Non seulement cela, mais il est « difficile de comprendre pourquoi un pays voudrait bientôt que de grosses sommes de roubles numériques figurent dans son bilan », a-t-il écrit.
Quant aux crypto-monnaies décentralisées telles que Bitcoin, la technologie blockchain qui les fait fonctionner pourrait nuire à leur utilité pour contourner les sanctions, a déclaré Schnapper-Casteras.
Les transactions Bitcoin sont enregistrées sur un grand livre public partagé que tout le monde peut consulter. Et même si les personnes effectuant ces transactions ne sont pas identifiées nommément, les responsables de l’application des lois sont devenus experts dans l’art de retrouver ceux qui se cachent derrière ces transactions. Cette vulnérabilité a été illustrée le mois dernier lorsque le FBI a arrêté un couple new-yorkais dans le cadre d’un stratagème de blanchiment d’argent cryptographique de 4,5 milliards de dollars.Les autorités fédérales ont déclaré avoir réussi à démêler le réseau de transactions anonymes que les suspects utilisaient pour cacher leurs activités.
En effet, le ministère de la Justice envisage d’utiliser ses capacités d’analyse de données et de coopérer avec les services de renseignement étrangers pour traquer toute personne utilisant la cryptomonnaie pour échapper aux sanctions, a annoncé mercredi le procureur général Merrick Garland.

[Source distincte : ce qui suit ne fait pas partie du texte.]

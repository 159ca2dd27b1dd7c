// Licensed to the Apache Software Foundation (ASF) under one
// or more contributor license agreements.  See the NOTICE file
// distributed with this work for additional information
// regarding copyright ownership.  The ASF licenses this file
// to you under the Apache License, Version 2.0 (the
// "License"); you may not use this file except in compliance
// with the License.  You may obtain a copy of the License at
//
//   http://www.apache.org/licenses/LICENSE-2.0
//
// Unless required by applicable law or agreed to in writing,
// software distributed under the License is distributed on an
// "AS IS" BASIS, WITHOUT WARRANTIES OR CONDITIONS OF ANY
// KIND, either express or implied.  See the License for the
// specific language governing permissions and limitations
// under the License.

//! Async Launcher (spec.md section 4.4).

use std::collections::HashMap;
use std::hash::{Hash, Hasher};
use std::sync::Arc;
use std::time::{Duration, SystemTime};

use tokio_util::sync::CancellationToken;

use fleetbench_core::capabilities::{ComputeProvider, LaunchRequest, ObjectMetadata, ObjectStore};
use fleetbench_core::classifier::Classification;
use fleetbench_core::error::Failure;
use fleetbench_core::model::{InstanceType, Job, JournalEntry, LaunchRecord};

use crate::payload::{self, PayloadSpec};

pub struct LauncherConfig {
    pub image_id_x86: String,
    pub image_id_arm: String,
    pub object_store_base_url: String,
    pub primary_timeout: Duration,
    pub emergency_buffer: Duration,
}

pub struct Launcher {
    compute: Arc<dyn ComputeProvider>,
    store: Arc<dyn ObjectStore>,
    config: LauncherConfig,
}

impl Launcher {
    pub fn new(compute: Arc<dyn ComputeProvider>, store: Arc<dyn ObjectStore>, config: LauncherConfig) -> Self {
        Self { compute, store, config }
    }

    fn image_id_for(&self, arch: fleetbench_core::model::Architecture) -> &str {
        match arch {
            fleetbench_core::model::Architecture::Arm => &self.config.image_id_arm,
            _ => &self.config.image_id_x86,
        }
    }

    /// Distinct from the sentinel key: the VM writes its `ExecutionReport`
    /// to the sentinel, so launch placeholders live in the job journal
    /// instead or the collector would mistake one for the other.
    fn journal_key(&self, job_id: &str) -> String {
        fleetbench_core::keys::journal_job(job_id)
    }

    fn sentinel_key(&self, job_id: &str) -> String {
        fleetbench_core::keys::sentinel(job_id)
    }

    fn heartbeat_url(&self, job_id: &str) -> String {
        format!("{}/heartbeats/{}.json", self.config.object_store_base_url, job_id)
    }

    fn sentinel_url(&self, job_id: &str) -> String {
        format!("{}/{}", self.config.object_store_base_url, self.sentinel_key(job_id))
    }

    /// `Launch(job) -> LaunchRecord`, spec.md section 4.4. `cancel` lets a
    /// campaign shutdown abort an in-flight launch without orphaning a VM.
    pub async fn launch(
        &self,
        job: &Job,
        instance: &InstanceType,
        cancel: &CancellationToken,
    ) -> Result<LaunchRecord, Failure> {
        let quota = self
            .compute
            .quota(&instance.family)
            .await
            .map_err(|e| Failure::new(Classification::Infrastructure, e.to_string()))?;
        if quota.in_use >= quota.limit {
            return Err(Failure::new(
                Classification::Quota,
                format!("quota exhausted for family {}: {}/{}", instance.family, quota.in_use, quota.limit),
            ));
        }

        let journal_key = self.journal_key(&job.job_id);
        self.put_placeholder(&journal_key, JournalEntry::Pending).await?;

        let payload = payload::render_script(&PayloadSpec {
            job_id: &job.job_id,
            kind: job.benchmark_kind,
            parameters: &job.parameters,
            iterations: job.iterations,
            architecture: instance.architecture,
            sentinel_put_url: &self.sentinel_url(&job.job_id),
            heartbeat_put_url: &self.heartbeat_url(&job.job_id),
            primary_timeout_secs: self.config.primary_timeout.as_secs(),
            emergency_timeout_secs: (self.config.primary_timeout + self.config.emergency_buffer).as_secs(),
        });
        let payload_hash = Self::hash_payload(&payload);

        let req = LaunchRequest {
            instance_type: instance.name.clone(),
            image_id: self.image_id_for(instance.architecture).to_string(),
            user_data: payload,
            tags: HashMap::from([("job_id".to_string(), job.job_id.clone())]),
        };

        let launch_result = tokio::select! {
            biased;
            _ = cancel.cancelled() => Err(None),
            res = self.compute.launch_vm(req) => res.map_err(Some),
        };

        let vm_instance_id = match launch_result {
            Ok(id) => id,
            Err(maybe_err) => {
                let reason = match &maybe_err {
                    Some(e) => e.to_string(),
                    None => "launch cancelled".to_string(),
                };
                self.put_placeholder(&journal_key, JournalEntry::LaunchFailed { reason: reason.clone() })
                    .await
                    .ok();
                let classification = match &maybe_err {
                    Some(_) => fleetbench_core::classifier::classify(&fleetbench_core::classifier::RawError {
                        message: reason.clone(),
                        sentinel_observed: false,
                        ..Default::default()
                    }),
                    None => Classification::Infrastructure,
                };
                return Err(Failure::new(classification, reason));
            }
        };

        if cancel.is_cancelled() {
            let _ = self.compute.terminate_vm(&vm_instance_id).await;
            self.put_placeholder(&journal_key, JournalEntry::LaunchFailed { reason: "cancelled after launch".into() })
                .await
                .ok();
            return Err(Failure::new(Classification::Infrastructure, "launch cancelled after vm creation"));
        }

        let now = SystemTime::now();
        let record = LaunchRecord {
            job_id: job.job_id.clone(),
            instance_type: instance.name.clone(),
            vm_instance_id,
            launched_at: now,
            image_id: self.image_id_for(instance.architecture).to_string(),
            payload_hash,
            deadline: job.deadline,
            primary_timeout: now + self.config.primary_timeout,
            emergency_timeout: now + self.config.primary_timeout + self.config.emergency_buffer,
        };

        let bytes = serde_json::to_vec(&record).map_err(|e| Failure::new(Classification::Infrastructure, e.to_string()))?;
        self.store
            .put(&LaunchRecord::object_key(&job.job_id), bytes, ObjectMetadata::default())
            .await
            .map_err(|e| Failure::new(Classification::Infrastructure, e.to_string()))?;

        Ok(record)
    }

    /// Content-addresses the rendered payload so identical jobs resolve to
    /// the same hash for reproducible re-runs (spec.md section 4.9 item 2).
    fn hash_payload(payload: &str) -> String {
        let mut hasher = std::collections::hash_map::DefaultHasher::new();
        payload.hash(&mut hasher);
        format!("{:016x}", hasher.finish())
    }

    async fn put_placeholder(&self, key: &str, placeholder: JournalEntry) -> Result<(), Failure> {
        let bytes = serde_json::to_vec(&placeholder).map_err(|e| Failure::new(Classification::Infrastructure, e.to_string()))?;
        self.store
            .put(key, bytes, ObjectMetadata::default())
            .await
            .map_err(|e| Failure::new(Classification::Infrastructure, e.to_string()))
    }
}

#[cfg(test)]
mod tests {
    use super::*;
    use fleetbench_core::capabilities::testing::{FakeComputeProvider, FakeObjectStore};
    use fleetbench_core::capabilities::ComputeProvider as _;
    use fleetbench_core::model::{Architecture, BenchmarkKind, BenchmarkParameters, JobState};
    use std::collections::HashMap as Map;

    fn instance() -> InstanceType {
        InstanceType {
            name: "m7i.large".into(),
            family: "m7i".into(),
            size: "large".into(),
            architecture: Architecture::Intel,
            vcpus: 2,
            memory_gb: 8.0,
            socket_count: 1,
            numa_nodes: 1,
        }
    }

    fn job() -> Job {
        Job {
            job_id: "job-1".into(),
            instance_type: "m7i.large".into(),
            benchmark_kind: BenchmarkKind::Stream,
            parameters: BenchmarkParameters::Stream,
            iterations: 5,
            priority: 5,
            window_id: "w0".into(),
            wave_id: 0,
            deadline: SystemTime::now() + Duration::from_secs(3600),
            retries_remaining: 3,
            tags: Map::new(),
            state: JobState::Launching,
        }
    }

    fn launcher(compute: Arc<dyn ComputeProvider>, store: Arc<dyn ObjectStore>) -> Launcher {
        Launcher::new(
            compute,
            store,
            LauncherConfig {
                image_id_x86: "ami-x86".into(),
                image_id_arm: "ami-arm".into(),
                object_store_base_url: "https://bucket.example".into(),
                primary_timeout: Duration::from_secs(1800),
                emergency_buffer: Duration::from_secs(3600),
            },
        )
    }

    #[tokio::test]
    async fn happy_path_writes_launch_record_and_pending_sentinel() {
        let compute: Arc<dyn ComputeProvider> = Arc::new(FakeComputeProvider::new());
        let store: Arc<FakeObjectStore> = Arc::new(FakeObjectStore::new());
        let l = launcher(compute, store.clone());
        let record = l.launch(&job(), &instance(), &CancellationToken::new()).await.unwrap();
        assert_eq!(record.vm_instance_id, "vm-1");
        assert!(!record.payload_hash.is_empty());

        let journal = store.get(&fleetbench_core::keys::journal_job("job-1")).await.unwrap().unwrap();
        let placeholder: JournalEntry = serde_json::from_slice(&journal).unwrap();
        assert!(matches!(placeholder, JournalEntry::Pending));

        let record_bytes = store.get(&LaunchRecord::object_key("job-1")).await.unwrap();
        assert!(record_bytes.is_some());
    }

    #[tokio::test]
    async fn quota_exhausted_fails_fast_without_launching() {
        let compute = Arc::new(FakeComputeProvider::new());
        compute.set_quota("m7i", fleetbench_core::capabilities::Quota { limit: 1, in_use: 1 });
        let compute: Arc<dyn ComputeProvider> = compute;
        let store: Arc<dyn ObjectStore> = Arc::new(FakeObjectStore::new());
        let l = launcher(compute, store);
        let err = l.launch(&job(), &instance(), &CancellationToken::new()).await.unwrap_err();
        assert_eq!(err.classification, Classification::Quota);
    }

    #[tokio::test]
    async fn provider_failure_marks_placeholder_launch_failed() {
        let compute = Arc::new(FakeComputeProvider::new());
        compute.set_fail_launch(true);
        let compute: Arc<dyn ComputeProvider> = compute;
        let store: Arc<FakeObjectStore> = Arc::new(FakeObjectStore::new());
        let l = launcher(compute, store.clone());
        assert!(l.launch(&job(), &instance(), &CancellationToken::new()).await.is_err());

        let journal = store.get(&fleetbench_core::keys::journal_job("job-1")).await.unwrap().unwrap();
        let placeholder: JournalEntry = serde_json::from_slice(&journal).unwrap();
        assert!(matches!(placeholder, JournalEntry::LaunchFailed { .. }));
    }

    #[test]
    fn identical_payloads_hash_identically() {
        let a = Launcher::hash_payload("same script");
        let b = Launcher::hash_payload("same script");
        let c = Launcher::hash_payload("different script");
        assert_eq!(a, b);
        assert_ne!(a, c);
    }

    #[tokio::test]
    async fn cancellation_before_launch_terminates_nothing_and_fails() {
        let compute: Arc<dyn ComputeProvider> = Arc::new(FakeComputeProvider::new());
        let store: Arc<dyn ObjectStore> = Arc::new(FakeObjectStore::new());
        let l = launcher(compute, store);
        let token = CancellationToken::new();
        token.cancel();
        assert!(l.launch(&job(), &instance(), &token).await.is_err());
    }
}
#[cfg(test)]
mod tests {
    use super::*;
    use fleetbench_core::capabilities::testing::{FakeComputeProvider, FakeMetricsSink, FakeObjectStore};
    use fleetbench_core::config::{QualityThresholds, RetrySpec, WaveSpec};
    use fleetbench_core::model::{Architecture, BenchmarkKind, InstanceType};

    fn instance() -> InstanceType {
        InstanceType {
            name: "m7i.large".into(),
            family: "m7i".into(),
            size: "large".into(),
            architecture: Architecture::Intel,
            vcpus: 2,
            memory_gb: 8.0,
            socket_count: 1,
            numa_nodes: 1,
        }
    }

    fn spec() -> CampaignSpec {
        CampaignSpec {
            families: vec!["m7i".to_string()],
            sizes: vec!["large".to_string()],
            kinds: vec![BenchmarkKind::Stream],
            iterations: 5,
            region: "us-east-1".to_string(),
            max_concurrent: 2,
            windows: vec![WindowSpec {
                id: "w0".into(),
                start_hhmm: "00:00".into(),
                end_hhmm: "23:59".into(),
                allowed_kinds: vec![BenchmarkKind::Stream],
            }],
            waves: vec![WaveSpec { size: 1, priority: 10 }],
            retries: RetrySpec::default(),
            quality_thresholds: QualityThresholds::default(),
        }
    }

    #[tokio::test]
    async fn window_from_spec_resolves_hhmm_to_today() {
        let w = window_from_spec(&spec().windows[0]);
        assert!(w.end > w.start);
    }

    #[tokio::test]
    async fn campaign_with_empty_catalog_fails_planning() {
        let compute: Arc<dyn ComputeProvider> = Arc::new(FakeComputeProvider::new());
        let store: Arc<dyn ObjectStore> = Arc::new(FakeObjectStore::new());
        let metrics: Arc<dyn MetricsSink> = Arc::new(FakeMetricsSink::new());
        let campaign = Campaign::new(compute, store, metrics, SchedulerConfig::default(), spec());
        let report = campaign.run().await.unwrap();
        assert_eq!(report.exit_code, ExitCode::PlanningFailed);
    }

    #[tokio::test]
    async fn campaign_with_one_instance_drains_the_queue() {
        let compute = Arc::new(FakeComputeProvider::with_catalog(vec![instance()]));
        compute.set_quota("m7i", Quota { limit: 10, in_use: 0 });
        let compute: Arc<dyn ComputeProvider> = compute;
        let store: Arc<dyn ObjectStore> = Arc::new(FakeObjectStore::new());
        let metrics: Arc<dyn MetricsSink> = Arc::new(FakeMetricsSink::new());
        let campaign = Campaign::new(compute, store, metrics, SchedulerConfig::default(), spec());
        let report = campaign.run().await.unwrap();
        assert_eq!(report.snapshot.total_jobs, 1);
    }

    /// A job already journaled `Succeeded` from a prior run is counted as
    /// done and never re-enqueued (spec.md section 8 "Restart").
    #[tokio::test]
    async fn restarted_campaign_skips_already_succeeded_job() {
        let catalog = Catalog::load(
            &(Arc::new(FakeComputeProvider::with_catalog(vec![instance()])) as Arc<dyn ComputeProvider>),
            &spec().region,
        )
        .await
        .unwrap();
        let windows: Vec<Window> = spec().windows.iter().map(window_from_spec).collect();
        let plan = planner::plan(&spec(), &catalog, &windows, &HashMap::new(), 1, SystemTime::now()).unwrap();
        let job_id = plan.jobs[0].job_id.clone();

        let store: Arc<dyn ObjectStore> = Arc::new(FakeObjectStore::new());
        let entry = JournalEntry::Succeeded;
        store
            .put(&fleetbench_core::keys::journal_job(&job_id), serde_json::to_vec(&entry).unwrap(), ObjectMetadata::default())
            .await
            .unwrap();

        let compute = Arc::new(FakeComputeProvider::with_catalog(vec![instance()]));
        compute.set_quota("m7i", Quota { limit: 10, in_use: 0 });
        let compute: Arc<dyn ComputeProvider> = compute;
        let metrics: Arc<dyn MetricsSink> = Arc::new(FakeMetricsSink::new());
        let campaign = Campaign::new(compute, store, metrics, SchedulerConfig::default(), spec());
        let report = campaign.run().await.unwrap();

        assert_eq!(report.snapshot.total_jobs, 1);
        assert_eq!(report.snapshot.by_state.get("succeeded").copied().unwrap_or(0), 1);
        assert_eq!(report.exit_code, ExitCode::AllSucceeded);
    }
}
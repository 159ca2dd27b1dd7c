// Licensed to the Apache Software Foundation (ASF) under one
// or more contributor license agreements.  See the NOTICE file
// distributed with this work for additional information
// regarding copyright ownership.  The ASF licenses this file
// to you under the Apache License, Version 2.0 (the
// "License"); you may not use this file except in compliance
// with the License.  You may obtain a copy of the License at
//
//   http://www.apache.org/licenses/LICENSE-2.0
//
// Unless required by applicable law or agreed to in writing,
// software distributed under the License is distributed on an
// "AS IS" BASIS, WITHOUT WARRANTIES OR CONDITIONS OF ANY
// KIND, either express or implied.  See the License for the
// specific language governing permissions and limitations
// under the License.

//! Job Queue (spec.md section 4.3): a bounded-concurrency priority queue
//! with a global cap and a per-family cap derived from quota.

use std::cmp::Ordering;
use std::collections::{BinaryHeap, HashMap};
use std::time::Duration;

use parking_lot::Mutex;
use tokio::sync::Notify;
use tokio::time::Instant;

use fleetbench_core::classifier::{backoff_duration, Classification};
use fleetbench_core::model::Job;

#[derive(Debug, Clone, Copy, PartialEq, Eq)]
pub enum Outcome {
    Succeeded,
    Failed(Classification),
}

struct Entry {
    job: Job,
    ready_at: Option<Instant>,
}

impl Eq for Entry {}

impl PartialEq for Entry {
    fn eq(&self, other: &Self) -> bool {
        self.cmp(other) == Ordering::Equal
    }
}

impl Ord for Entry {
    /// Queue order is `(window_id asc, wave_id asc, priority desc, job_id
    /// lexical)`, spec.md section 4.3. `BinaryHeap` is a max-heap, so we
    /// reverse window/wave/job_id but keep priority as-is.
    fn cmp(&self, other: &Self) -> Ordering {
        other
            .job
            .window_id
            .cmp(&self.job.window_id)
            .then_with(|| other.job.wave_id.cmp(&self.job.wave_id))
            .then_with(|| self.job.priority.cmp(&other.job.priority))
            .then_with(|| other.job.job_id.cmp(&self.job.job_id))
    }
}

impl PartialOrd for Entry {
    fn partial_cmp(&self, other: &Self) -> Option<Ordering> {
        Some(self.cmp(other))
    }
}

struct State {
    heap: BinaryHeap<Entry>,
    in_flight: u32,
    in_flight_by_family: HashMap<String, u32>,
    family_caps: HashMap<String, u32>,
}

pub struct JobQueue {
    state: Mutex<State>,
    notify: Notify,
    max_concurrent: u32,
}

impl JobQueue {
    pub fn new(max_concurrent: u32, family_caps: HashMap<String, u32>) -> Self {
        Self {
            state: Mutex::new(State {
                heap: BinaryHeap::new(),
                in_flight: 0,
                in_flight_by_family: HashMap::new(),
                family_caps,
            }),
            notify: Notify::new(),
            max_concurrent,
        }
    }

    pub fn enqueue(&self, job: Job) {
        self.state.lock().heap.push(Entry { job, ready_at: None });
        self.notify.notify_one();
    }

    fn family_of(instance_type: &str) -> &str {
        instance_type.split('.').next().unwrap_or(instance_type)
    }

    /// Pop the next runnable job, blocking until a slot is free and the
    /// job's backoff (if any) has elapsed.
    pub async fn reserve_next(&self) -> Job {
        loop {
            let candidate = {
                let mut state = self.state.lock();
                if state.in_flight >= self.max_concurrent {
                    None
                } else {
                    self.pop_ready(&mut state)
                }
            };

            match candidate {
                Some(job) => return job,
                None => self.notify.notified().await,
            }
        }
    }

    fn pop_ready(&self, state: &mut State) -> Option<Job> {
        let now = Instant::now();
        let mut deferred = Vec::new();
        let mut result = None;

        while let Some(entry) = state.heap.pop() {
            if let Some(ready_at) = entry.ready_at {
                if ready_at > now {
                    deferred.push(entry);
                    continue;
                }
            }
            let family = Self::family_of(&entry.job.instance_type).to_string();
            let cap = state.family_caps.get(&family).copied().unwrap_or(u32::MAX);
            let used = state.in_flight_by_family.get(&family).copied().unwrap_or(0);
            if used >= cap {
                deferred.push(entry);
                continue;
            }

            state.in_flight += 1;
            *state.in_flight_by_family.entry(family).or_insert(0) += 1;
            result = Some(entry.job);
            break;
        }

        for entry in deferred {
            state.heap.push(entry);
        }
        result
    }

    /// Release a slot held by `job`. On a retryable failure, re-enqueue with
    /// a decremented retry budget and exponential backoff, spec.md section 4.3.
    pub fn release(&self, job: Job, outcome: Outcome) {
        let family = Self::family_of(&job.instance_type).to_string();
        {
            let mut state = self.state.lock();
            state.in_flight = state.in_flight.saturating_sub(1);
            if let Some(count) = state.in_flight_by_family.get_mut(&family) {
                *count = count.saturating_sub(1);
            }
        }

        if let Outcome::Failed(classification) = outcome {
            let policy = classification.retry_policy();
            if job.retries_remaining > 0 && policy.max_attempts > 0 {
                let attempt = 3u32.saturating_sub(job.retries_remaining);
                let delay = backoff_duration(&policy, attempt, rand::random::<f64>());
                let mut retried = job;
                retried.retries_remaining -= 1;
                if classification == Classification::Timeout {
                    retried.iterations = (retried.iterations / 2).max(1);
                }
                let ready_at = Instant::now() + delay;
                self.state.lock().heap.push(Entry { job: retried, ready_at: Some(ready_at) });
            }
        }

        self.notify.notify_waiters();
    }

    pub fn len(&self) -> usize {
        self.state.lock().heap.len()
    }

    pub fn is_empty(&self) -> bool {
        self.len() == 0
    }

    /// `true` once nothing is queued and no job holds a slot, i.e. the
    /// campaign has nothing left to drain.
    pub fn is_empty_and_idle(&self) -> bool {
        let state = self.state.lock();
        state.heap.is_empty() && state.in_flight == 0
    }
}

#[cfg(test)]
mod tests {
    use super::*;
    use fleetbench_core::model::{BenchmarkKind, BenchmarkParameters, JobState};
    use std::time::SystemTime;

    fn job(id: &str, window: &str, wave: u32, priority: u8, instance_type: &str) -> Job {
        Job {
            job_id: id.to_string(),
            instance_type: instance_type.to_string(),
            benchmark_kind: BenchmarkKind::Stream,
            parameters: BenchmarkParameters::Stream,
            iterations: 5,
            priority,
            window_id: window.to_string(),
            wave_id: wave,
            deadline: SystemTime::now(),
            retries_remaining: 3,
            tags: HashMap::new(),
            state: JobState::Pending,
        }
    }

    #[tokio::test]
    async fn orders_by_window_then_wave_then_priority_desc_then_job_id() {
        let q = JobQueue::new(10, HashMap::new());
        q.enqueue(job("b", "w0", 0, 5, "m7i.large"));
        q.enqueue(job("a", "w0", 0, 5, "m7i.large"));
        q.enqueue(job("c", "w0", 1, 9, "m7i.large"));
        q.enqueue(job("d", "w1", 0, 1, "m7i.large"));

        let first = q.reserve_next().await;
        assert_eq!(first.job_id, "a");
        q.release(first, Outcome::Succeeded);

        let second = q.reserve_next().await;
        assert_eq!(second.job_id, "b");
        q.release(second, Outcome::Succeeded);

        let third = q.reserve_next().await;
        assert_eq!(third.job_id, "c");
        q.release(third, Outcome::Succeeded);

        let fourth = q.reserve_next().await;
        assert_eq!(fourth.job_id, "d");
    }

    #[tokio::test]
    async fn global_cap_blocks_extra_reservations() {
        let q = JobQueue::new(1, HashMap::new());
        q.enqueue(job("a", "w0", 0, 5, "m7i.large"));
        q.enqueue(job("b", "w0", 0, 5, "m7i.large"));

        let a = q.reserve_next().await;
        assert_eq!(a.job_id, "a");
        assert_eq!(q.state.lock().in_flight, 1);

        tokio::select! {
            _ = q.reserve_next() => panic!("should not reserve past the global cap"),
            _ = tokio::time::sleep(Duration::from_millis(20)) => {}
        }

        q.release(a, Outcome::Succeeded);
        let b = q.reserve_next().await;
        assert_eq!(b.job_id, "b");
    }

    #[tokio::test(start_paused = true)]
    async fn retryable_failure_is_requeued_with_decremented_budget() {
        let q = JobQueue::new(10, HashMap::new());
        q.enqueue(job("a", "w0", 0, 5, "m7i.large"));
        let a = q.reserve_next().await;
        let retries_before = a.retries_remaining;
        q.release(a, Outcome::Failed(Classification::Infrastructure));

        assert!(!q.is_empty());
        tokio::time::advance(Duration::from_secs(60)).await;

        let retried = q.reserve_next().await;
        assert_eq!(retried.job_id, "a");
        assert_eq!(retried.retries_remaining, retries_before - 1);
    }

    #[tokio::test(start_paused = true)]
    async fn timeout_failure_is_requeued_with_halved_iterations() {
        let q = JobQueue::new(10, HashMap::new());
        q.enqueue(job("a", "w0", 0, 5, "m7i.large"));
        let a = q.reserve_next().await;
        assert_eq!(a.iterations, 5);
        q.release(a, Outcome::Failed(Classification::Timeout));

        tokio::time::advance(Duration::from_secs(120)).await;
        let retried = q.reserve_next().await;
        assert_eq!(retried.job_id, "a");
        assert_eq!(retried.iterations, 2);
    }

    #[tokio::test]
    async fn benchmark_failure_never_requeues() {
        let q = JobQueue::new(10, HashMap::new());
        q.enqueue(job("a", "w0", 0, 5, "m7i.large"));
        let a = q.reserve_next().await;
        q.release(a, Outcome::Failed(Classification::Benchmark));
        assert!(q.is_empty());
    }
}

Les sanctions interdisent également aux citoyens et aux entreprises américains de faire des affaires avec des « ressortissants spécifiquement désignés » (ou SDN – personnes et entreprises ciblées par les sanctions). Cela signifie que les personnes de l’autre côté de la transaction ne risqueraient probablement pas de faire des affaires interdites par les sanctions, quelle que soit la devise utilisée, a écrit Jake Chervinsky, responsable de la politique à la Blockchain Association, sur Twitter.
“Il est illégal pour les Américains d’effectuer des transactions avec des SDN, point final. Peu importe qu’ils utilisent des dollars, de l’or, des coquillages ou du bitcoin”, a-t-il écrit. “Les Américains du monde entier coupent actuellement leurs liens avec les SDN russes, quel que soit le système de paiement qu’ils utilisaient auparavant. Il n’y a aucune raison de penser que l’existence de la cryptographie convaincra l’un d’entre eux de violer délibérément les lois sur les sanctions, risquant des amendes et des peines de prison. “
Mais même si la crypto-monnaie ne représente pas une grande menace pour aider le régime de Poutine à éviter les sanctions, elle pourrait s’avérer utile à des fins légitimes, ont déclaré les défenseurs de la crypto. Les gens ordinaires pourraient le trouver utile en pleine crise, ce qui pourrait inciter davantage de personnes dans le monde à l’utiliser pour leurs transactions quotidiennes, a déclaré Catherine Atterbury, directrice juridique de Kaiko.
“Je pense que les gens se rendront peut-être compte qu’il existe une autre façon d’effectuer des transactions qui ne sera pas soumise à des sanctions extrêmes”, a-t-elle déclaré. “Cela pourrait bien amener ce concept au grand public.”
L’industrie, a-t-elle déclaré, accueillerait favorablement le type de réglementation qui pourrait résulter d’une prise plus au sérieux par le gouvernement américain des marchés des cryptomonnaies. Par exemple, a-t-elle déclaré, la réglementation pourrait apporter une plus grande transparence aux transactions et réduire les activités illicites.